Genetic engineering has a broad variety of applications in the medical world. Because this biotechnology can modify the organic parts of an organism's genetic code, it may be used to strengthen immunity or even to remove ("weed out") diseased cells. Scientists are pushing the frontiers of both science and medicine. Let's talk about some of the types of medicines that are being created using today's genetic engineering technology.
Pharmacogenomics: Every human being (excluding some exceptions) has a unique genetic structure. So, then, why does everyone receive the same types of medicine for their different circumstances?
Pharmacogenomics is a new branch of pharmeuceutics, which aims to tailor medicines to work with an individual's unique genetic structure. This entire branch is based upon the belief that drugs made to work with one specific genetic make-up will be far more effective than what is currently in use. Pharmacogenomics is very new and has only been around for about five years.
Vaccines: Vaccines are the most effective form of disease prevention in the world, except for clean water. There are numerous ways to use genetic engineering to manufacture vaccines and antibiotics on a large scale.
First, scientists determine which gene in a pathogenic, or disease-causing, virus stimulates the production of antibodies in the human immune system. The section of DNA containing this gene is isolated and then placed into a non-harmful virus, such as the one used to vaccinate against smallpox many years ago. This is usually accomplished by the use of a plasmid, which acts as chromosomal DNA and replicates in the new bacterium where it has been incorporated. The new virus, containing the recombinant DNA, is used as a vaccine and injected into patients.

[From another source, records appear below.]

//! Muxer sink: the external process that turns an H.264 byte stream into RTSP.
//!
//! The process is a black box behind `Sink`. Its input is single-writer and
//! closed exactly once; after `close_input` every write fails with
//! `SinkError::InputClosed`, and a dead process surfaces as a broken pipe.

use anyhow::{anyhow, Context, Result};
use std::fmt;
use std::io::{self, Write};
use std::process::{Child, ChildStdin, Command, Stdio};
use std::sync::atomic::{AtomicBool, Ordering};
use std::sync::{Arc, Mutex, TryLockError};
use std::time::{Duration, Instant};

use crate::error::SinkError;

const EXIT_POLL: Duration = Duration::from_millis(50);
/// How long a muxer whose input is closed gets to exit on EOF before SIGTERM.
const EOF_GRACE: Duration = Duration::from_millis(500);

/// Program and arguments used to start the sink.
#[derive(Clone, Debug, PartialEq, Eq)]
pub struct SinkCommand {
    pub program: String,
    pub args: Vec<String>,
}

impl SinkCommand {
    /// `<program> -f h264 -framerate <fps> -i - -c:v copy -f rtsp -rtsp_transport tcp <url>`
    pub fn ffmpeg_rtsp(program: &str, frame_rate: f32, url: &str) -> Self {
        let args = [
            "-f",
            "h264",
            "-framerate",
            &frame_rate.to_string(),
            "-i",
            "-",
            "-c:v",
            "copy",
            "-f",
            "rtsp",
            "-rtsp_transport",
            "tcp",
            url,
        ];
        Self {
            program: program.to_string(),
            args: args.iter().map(|arg| arg.to_string()).collect(),
        }
    }
}

impl fmt::Display for SinkCommand {
    fn fmt(&self, f: &mut fmt::Formatter<'_>) -> fmt::Result {
        f.write_str(&self.program)?;
        for arg in &self.args {
            write!(f, " {}", arg)?;
        }
        Ok(())
    }
}

/// A running sink.
pub trait Sink: Send + Sync {
    /// Write one chunk of the elementary stream.
    fn write(&self, bytes: &[u8]) -> Result<(), SinkError>;

    /// Close the input stream (EOF). Returns `true` for the call that closed it.
    fn close_input(&self) -> bool;

    /// Ask the process to exit, waiting up to `timeout` before killing it.
    /// Returns `true` when the kill was needed.
    fn terminate(&self, timeout: Duration) -> Result<bool>;

    /// Exit status if the process has already exited.
    fn try_exit(&self) -> Option<String>;
}

/// Starts sinks. Tests substitute a launcher that records the command.
pub trait SinkLauncher: Send + Sync {
    fn launch(&self, command: &SinkCommand) -> Result<Arc<dyn Sink>>;
}

/// `io::Write` adapter so the encoder pump can write straight into a sink.
pub struct SinkWriter {
    sink: Arc<dyn Sink>,
}

impl SinkWriter {
    pub fn new(sink: Arc<dyn Sink>) -> Self {
        Self { sink }
    }
}

impl Write for SinkWriter {
    fn write(&mut self, buf: &[u8]) -> io::Result<usize> {
        self.sink.write(buf).map_err(|err| match err {
            SinkError::Io(err) => err,
            other => io::Error::new(io::ErrorKind::BrokenPipe, other.to_string()),
        })?;
        Ok(buf.len())
    }

    fn flush(&mut self) -> io::Result<()> {
        Ok(())
    }
}

/// Input stream that is closed exactly once.
///
/// `close` never waits on a writer stuck in a full pipe: it marks the pipe
/// closed and the writer drops the handle when its write returns or on its
/// next write. `release` waits for the writer once the reader has exited.
pub(crate) struct InputPipe<W: Write> {
    closed: AtomicBool,
    writer: Mutex<Option<W>>,
}

impl<W: Write> InputPipe<W> {
    pub(crate) fn new(writer: W) -> Self {
        Self {
            closed: AtomicBool::new(false),
            writer: Mutex::new(Some(writer)),
        }
    }

    pub(crate) fn write(&self, bytes: &[u8]) -> Result<(), SinkError> {
        let mut guard = self.writer.lock().unwrap_or_else(|p| p.into_inner());
        if self.closed.load(Ordering::SeqCst) {
            // `close` may have found the lock held; drop the handle here.
            guard.take();
            return Err(SinkError::InputClosed);
        }
        let Some(writer) = guard.as_mut() else {
            return Err(SinkError::InputClosed);
        };
        let result = writer.write_all(bytes).and_then(|_| writer.flush());
        if self.closed.load(Ordering::SeqCst) {
            guard.take();
        }
        result.map_err(SinkError::from)
    }

    pub(crate) fn close(&self) -> bool {
        if self.closed.swap(true, Ordering::SeqCst) {
            return false;
        }
        match self.writer.try_lock() {
            Ok(mut guard) => {
                guard.take();
            }
            Err(TryLockError::Poisoned(poisoned)) => {
                poisoned.into_inner().take();
            }
            // A write is in flight; it drops the handle when it returns.
            Err(TryLockError::WouldBlock) => {}
        }
        true
    }

    pub(crate) fn is_closed(&self) -> bool {
        self.closed.load(Ordering::SeqCst)
    }

    /// Drop the handle of a closed pipe if no write holds it.
    pub(crate) fn try_release(&self) -> bool {
        if !self.is_closed() {
            return false;
        }
        match self.writer.try_lock() {
            Ok(mut guard) => {
                guard.take();
                true
            }
            Err(TryLockError::Poisoned(poisoned)) => {
                poisoned.into_inner().take();
                true
            }
            Err(TryLockError::WouldBlock) => false,
        }
    }

    /// Drop the handle of a closed pipe, waiting for an in-flight write.
    /// Only safe once the reader is gone, otherwise the write may never return.
    pub(crate) fn release(&self) {
        if self.is_closed() {
            self.writer.lock().unwrap_or_else(|p| p.into_inner()).take();
        }
    }

    #[cfg(test)]
    pub(crate) fn is_released(&self) -> bool {
        match self.writer.try_lock() {
            Ok(guard) => guard.is_none(),
            Err(TryLockError::Poisoned(poisoned)) => poisoned.into_inner().is_none(),
            Err(TryLockError::WouldBlock) => false,
        }
    }
}

/// Spawns the sink as a child process with piped stdin.
#[derive(Clone, Debug, Default)]
pub struct ProcessLauncher;

impl SinkLauncher for ProcessLauncher {
    fn launch(&self, command: &SinkCommand) -> Result<Arc<dyn Sink>> {
        log::info!("RtspPublisher: launching muxer: {}", command);
        let mut child = Command::new(&command.program)
            .args(&command.args)
            .stdin(Stdio::piped())
            .stdout(Stdio::inherit())
            .stderr(Stdio::inherit())
            .spawn()
            .with_context(|| format!("failed to spawn {} (is it installed and on PATH?)", command.program))?;
        let stdin = child
            .stdin
            .take()
            .ok_or_else(|| anyhow!("{} stdin not available", command.program))?;
        Ok(Arc::new(ProcessSink {
            program: command.program.clone(),
            input: InputPipe::new(stdin),
            child: Mutex::new(child),
            exit: Mutex::new(None),
        }))
    }
}

pub struct ProcessSink {
    program: String,
    input: InputPipe<ChildStdin>,
    child: Mutex<Child>,
    exit: Mutex<Option<String>>,
}

impl ProcessSink {
    pub fn pid(&self) -> u32 {
        self.child.lock().unwrap_or_else(|p| p.into_inner()).id()
    }

    fn poll_exit(&self) -> Option<String> {
        let mut exit = self.exit.lock().unwrap_or_else(|p| p.into_inner());
        if exit.is_some() {
            return exit.clone();
        }
        let mut child = self.child.lock().unwrap_or_else(|p| p.into_inner());
        match child.try_wait() {
            Ok(Some(status)) => *exit = Some(status.to_string()),
            Ok(None) => {}
            Err(err) => *exit = Some(format!("wait failed: {}", err)),
        }
        exit.clone()
    }

    fn wait_exit_until(&self, deadline: Instant) -> Option<String> {
        loop {
            if let Some(status) = self.poll_exit() {
                return Some(status);
            }
            if Instant::now() >= deadline {
                return None;
            }
            std::thread::sleep(EXIT_POLL);
        }
    }

    fn request_stop(&self) -> io::Result<()> {
        #[cfg(target_os = "linux")]
        {
            let pid = self.pid() as libc::pid_t;
            // SAFETY: plain kill(2) on a child we spawned and have not reaped.
            if unsafe { libc::kill(pid, libc::SIGTERM) } != 0 {
                return Err(io::Error::last_os_error());
            }
            Ok(())
        }
        #[cfg(not(target_os = "linux"))]
        {
            self.child.lock().unwrap_or_else(|p| p.into_inner()).kill()
        }
    }

    fn force_kill(&self) -> Result<()> {
        // Same lock order as poll_exit: exit before child.
        let mut exit = self.exit.lock().unwrap_or_else(|p| p.into_inner());
        let mut child = self.child.lock().unwrap_or_else(|p| p.into_inner());
        child
            .kill()
            .with_context(|| format!("failed to kill {}", self.program))?;
        let status = child
            .wait()
            .with_context(|| format!("failed to reap {}", self.program))?;
        *exit = Some(status.to_string());
        Ok(())
    }
}

impl Sink for ProcessSink {
    fn write(&self, bytes: &[u8]) -> Result<(), SinkError> {
        if let Some(status) = self.poll_exit() {
            return Err(SinkError::Exited(status));
        }
        self.input.write(bytes)
    }

    fn close_input(&self) -> bool {
        self.input.close()
    }

    fn terminate(&self, timeout: Duration) -> Result<bool> {
        let deadline = Instant::now() + timeout;
        if self.input.is_closed() {
            let grace = Instant::now() + EOF_GRACE.min(timeout / 2);
            if !self.input.try_release() {
                log::debug!("RtspPublisher: write in flight, EOF follows when it returns");
            }
            if let Some(status) = self.wait_exit_until(grace) {
                log::info!("RtspPublisher: {} exited ({})", self.program, status);
                self.input.release();
                return Ok(false);
            }
        }
        if let Err(err) = self.request_stop() {
            log::warn!("RtspPublisher: SIGTERM to {} failed: {}", self.program, err);
        }
        if let Some(status) = self.wait_exit_until(deadline) {
            log::info!("RtspPublisher: {} exited ({})", self.program, status);
            self.input.release();
            return Ok(false);
        }
        log::warn!(
            "RtspPublisher: {} ignored termination for {:?}, killing",
            self.program,
            timeout
        );
        self.force_kill()?;
        self.input.release();
        Ok(true)
    }

    fn try_exit(&self) -> Option<String> {
        self.poll_exit()
    }
}

impl Drop for ProcessSink {
    fn drop(&mut self) {
        self.input.close();
        if self.poll_exit().is_none() {
            if let Err(err) = self.force_kill() {
                log::warn!("RtspPublisher: {}", err);
            }
        }
    }
}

Genetically modified vaccines are much safer than conventional ones because they do not expose the patient to the actual virus, as it may sometimes lead to accidental infection.
Gene Therapy: Gene therapy deals with medical conditions by introducing specific genetically engineered genes into the cells of a patient.There are two types of gene therapy: Somatic cell and germ line.
Somatic cell- This form of gene therapy deals only with non-reproductive cells within the body (somatic). Instead of introducing new cells, somatic cell gene therapy modifies already existent ones. The effects of somatic cell gene therapy are not inherited in offspring and will only affect the individual who is treated.
Usually, the desired genes will be placed in another non-harmful virus and injected into a patient. This process attempts to introduce the gene into millions of cells in the patient's body. However, accomplishing this is a very difficult task and the process will often not work. In the future, though, it could be more capable of expressing certain, helpful genes in those who need it.
Germ Line- Germ line therapy occurs at a very early stage of the development of an organism, so that all cells that duplicate from it, will all possess the desired gene or modified DNA. First started in the 1980s, germ line therapy has become an easy and very commonplace process. Nowadays, most scientists are able to alter an animal's embryo at birth.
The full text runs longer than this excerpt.